DATA FOR THIS TASK =>

==================================================

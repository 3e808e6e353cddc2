use crossterm::event::{KeyCode, KeyEvent, KeyModifiers};
use ratatui::layout::{Alignment, Constraint, Layout, Rect};
use ratatui::style::{Modifier, Style};
use ratatui::text::{Line, Span};
use ratatui::widgets::Paragraph;
use ratatui::Frame;

use draftcompare_core::{Intent, Session};
use draftcompare_widgets::result_list::ResultListWidget;
use draftcompare_widgets::search_box::SearchBoxWidget;
use draftcompare_widgets::theme::Theme;

use crate::screens::Screen;

/// Ticks between cursor blinks
const CURSOR_BLINK_TICKS: u64 = 50;

/// Search box, ranked matches and the current pick list
pub struct QueryScreen {
    pub tick: u64,
    results_area: Rect,
}

impl QueryScreen {
    pub fn new() -> Self {
        Self {
            tick: 0,
            results_area: Rect::default(),
        }
    }

    fn cursor_visible(&self) -> bool {
        (self.tick / CURSOR_BLINK_TICKS) % 2 == 0
    }

    fn result_list<'a>(session: &'a Session) -> ResultListWidget<'a> {
        ResultListWidget::new(session.results(), session.selection())
            .cursor(Some(session.result_cursor()))
    }
}

impl Screen for QueryScreen {
    fn render(&mut self, frame: &mut Frame, area: Rect, session: &Session, hover: Option<(u16, u16)>) {
        let chunks = Layout::vertical([
            Constraint::Length(2), // Title
            Constraint::Length(2), // Search box
            Constraint::Min(0),    // Results
            Constraint::Length(2), // Picks
            Constraint::Length(1), // Help
        ])
        .split(area);

        let title = Paragraph::new(Line::from(vec![
            Span::styled(
                "Draft Compare",
                Style::default()
                    .fg(Theme::GOLD)
                    .add_modifier(Modifier::BOLD),
            ),
            Span::styled(
                format!("  {} cards loaded", session.catalog().len()),
                Style::default().fg(Theme::DIM_TEXT),
            ),
        ]));
        frame.render_widget(title, chunks[0]);

        let search = SearchBoxWidget::new(session.query().as_str())
            .cursor_visible(self.cursor_visible())
            .active(!session.is_frozen());
        frame.render_widget(search, chunks[1]);

        self.results_area = chunks[2];
        let list = Self::result_list(session);
        let hovered = hover.and_then(|(col, row)| list.hit(self.results_area, col, row));
        if session.query().is_empty() {
            frame.render_widget(
                Paragraph::new(Span::styled(
                    "Type part of a card name",
                    Style::default().fg(Theme::DIM_TEXT),
                )),
                chunks[2],
            );
        } else if session.results().is_empty() {
            frame.render_widget(
                Paragraph::new(Span::styled("No matches", Style::default().fg(Theme::DIM_TEXT))),
                chunks[2],
            );
        } else {
            frame.render_widget(list.hovered(hovered), chunks[2]);
        }

        let picks = session.selection().names().join(", ");
        let picks_line = Line::from(vec![
            Span::styled("Picks: ", Style::default().fg(Theme::MUTED_TEXT)),
            Span::styled(
                if picks.is_empty() { "none".to_string() } else { picks },
                Style::default().fg(Theme::SELECTED),
            ),
        ]);
        frame.render_widget(Paragraph::new(picks_line), chunks[3]);

        let help = Paragraph::new(Line::from(vec![
            Span::styled("[", Style::default().fg(Theme::DIM_TEXT)),
            Span::styled("\u{2191}\u{2193}", Style::default().fg(Theme::GOLD)),
            Span::styled("] Move  [", Style::default().fg(Theme::DIM_TEXT)),
            Span::styled("Tab", Style::default().fg(Theme::GOLD)),
            Span::styled("] Pick  [", Style::default().fg(Theme::DIM_TEXT)),
            Span::styled("Enter", Style::default().fg(Theme::GOLD)),
            Span::styled("] Compare  [", Style::default().fg(Theme::DIM_TEXT)),
            Span::styled("Esc", Style::default().fg(Theme::GOLD)),
            Span::styled("] Clear  [", Style::default().fg(Theme::DIM_TEXT)),
            Span::styled("F2", Style::default().fg(Theme::GOLD)),
            Span::styled("] Freeze", Style::default().fg(Theme::DIM_TEXT)),
        ]))
        .alignment(Alignment::Center);
        frame.render_widget(help, chunks[4]);
    }

    fn handle_key(&mut self, key: KeyEvent) -> Option<Intent> {
        let chorded = key
            .modifiers
            .intersects(KeyModifiers::CONTROL | KeyModifiers::ALT);

        match key.code {
            KeyCode::Backspace if chorded => Some(Intent::DeleteAll),
            KeyCode::Char('u') | KeyCode::Char('w') if key.modifiers.contains(KeyModifiers::CONTROL) => {
                Some(Intent::DeleteAll)
            }
            KeyCode::Backspace => Some(Intent::DeleteLast),
            KeyCode::Up => Some(Intent::MoveUp),
            KeyCode::Down => Some(Intent::MoveDown),
            KeyCode::Tab => Some(Intent::SelectHighlighted),
            KeyCode::Char(c) if !chorded => Some(Intent::AppendChar(c)),
            _ => None,
        }
    }

    fn handle_release(&mut self, column: u16, row: u16, session: &Session) -> Option<Intent> {
        let list = Self::result_list(session);
        let idx = list.hit(self.results_area, column, row)?;
        session
            .results()
            .get(idx)
            .map(|name| Intent::Select(name.to_string()))
    }
}

#[cfg(test)]
mod tests {
    use super::*;
    use draftcompare_core::{CardCatalog, StatRecord};

    fn key(code: KeyCode, modifiers: KeyModifiers) -> KeyEvent {
        KeyEvent::new(code, modifiers)
    }

    #[test]
    fn test_key_mapping() {
        let mut screen = QueryScreen::new();
        assert_eq!(
            screen.handle_key(key(KeyCode::Char('O'), KeyModifiers::SHIFT)),
            Some(Intent::AppendChar('O'))
        );
        assert_eq!(
            screen.handle_key(key(KeyCode::Backspace, KeyModifiers::NONE)),
            Some(Intent::DeleteLast)
        );
        assert_eq!(
            screen.handle_key(key(KeyCode::Backspace, KeyModifiers::ALT)),
            Some(Intent::DeleteAll)
        );
        assert_eq!(
            screen.handle_key(key(KeyCode::Char('u'), KeyModifiers::CONTROL)),
            Some(Intent::DeleteAll)
        );
        assert_eq!(
            screen.handle_key(key(KeyCode::Tab, KeyModifiers::NONE)),
            Some(Intent::SelectHighlighted)
        );
        assert_eq!(screen.handle_key(key(KeyCode::Char('x'), KeyModifiers::CONTROL)), None);
    }

    #[test]
    fn test_release_selects_result_row() {
        let catalog = CardCatalog::from_records(vec![
            ("Opt".to_string(), StatRecord::default()),
            ("Shock".to_string(), StatRecord::default()),
        ]);
        let mut session = Session::new(&catalog);
        session.dispatch([Intent::AppendChar('o')]);

        let mut screen = QueryScreen::new();
        screen.results_area = Rect::new(0, 4, 30, 10);
        assert_eq!(
            screen.handle_release(2, 5, &session),
            Some(Intent::Select("Shock".to_string()))
        );
        assert_eq!(screen.handle_release(2, 9, &session), None);
    }

    #[test]
    fn test_frozen_session_draws_inactive_search_box() {
        use ratatui::backend::TestBackend;
        use ratatui::Terminal;

        let catalog = CardCatalog::from_records(vec![("Opt".to_string(), StatRecord::default())]);
        let mut session = Session::new(&catalog);
        session.dispatch([Intent::AppendChar('o'), Intent::Freeze]);

        let mut screen = QueryScreen::new();
        let mut terminal = Terminal::new(TestBackend::new(60, 12)).unwrap();
        terminal
            .draw(|frame| {
                let area = frame.area();
                screen.render(frame, area, &session, None);
            })
            .unwrap();

        let buf = terminal.backend().buffer();
        let search_row: String = (0..60)
            .map(|x| buf.cell((x, 2)).map(|c| c.symbol()).unwrap_or(" "))
            .collect();
        assert!(search_row.starts_with(" o "));
        assert_eq!(buf.cell((1, 2)).unwrap().fg, Theme::DIM_TEXT);
    }

    #[test]
    fn test_cursor_blinks() {
        let mut screen = QueryScreen::new();
        assert!(screen.cursor_visible());
        screen.tick = CURSOR_BLINK_TICKS;
        assert!(!screen.cursor_visible());
        screen.tick = CURSOR_BLINK_TICKS * 2;
        assert!(screen.cursor_visible());
    }
}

==================================================

WHAT NEEDS TO BE DONE => Reproduce only the lines above spanning from the line containing "session.dispatch([Intent::AppendChar('o')]);" through the line containing "let search_row: String = (0..60)", word for word.

ANSWER TO THE EXERCISE =>
        session.dispatch([Intent::AppendChar('o')]);

        let mut screen = QueryScreen::new();
        screen.results_area = Rect::new(0, 4, 30, 10);
        assert_eq!(
            screen.handle_release(2, 5, &session),
            Some(Intent::Select("Shock".to_string()))
        );
        assert_eq!(screen.handle_release(2, 9, &session), None);
    }

    #[test]
    fn test_frozen_session_draws_inactive_search_box() {
        use ratatui::backend::TestBackend;
        use ratatui::Terminal;

        let catalog = CardCatalog::from_records(vec![("Opt".to_string(), StatRecord::default())]);
        let mut session = Session::new(&catalog);
        session.dispatch([Intent::AppendChar('o'), Intent::Freeze]);

        let mut screen = QueryScreen::new();
        let mut terminal = Terminal::new(TestBackend::new(60, 12)).unwrap();
        terminal
            .draw(|frame| {
                let area = frame.area();
                screen.render(frame, area, &session, None);
            })
            .unwrap();

        let buf = terminal.backend().buffer();
        let search_row: String = (0..60)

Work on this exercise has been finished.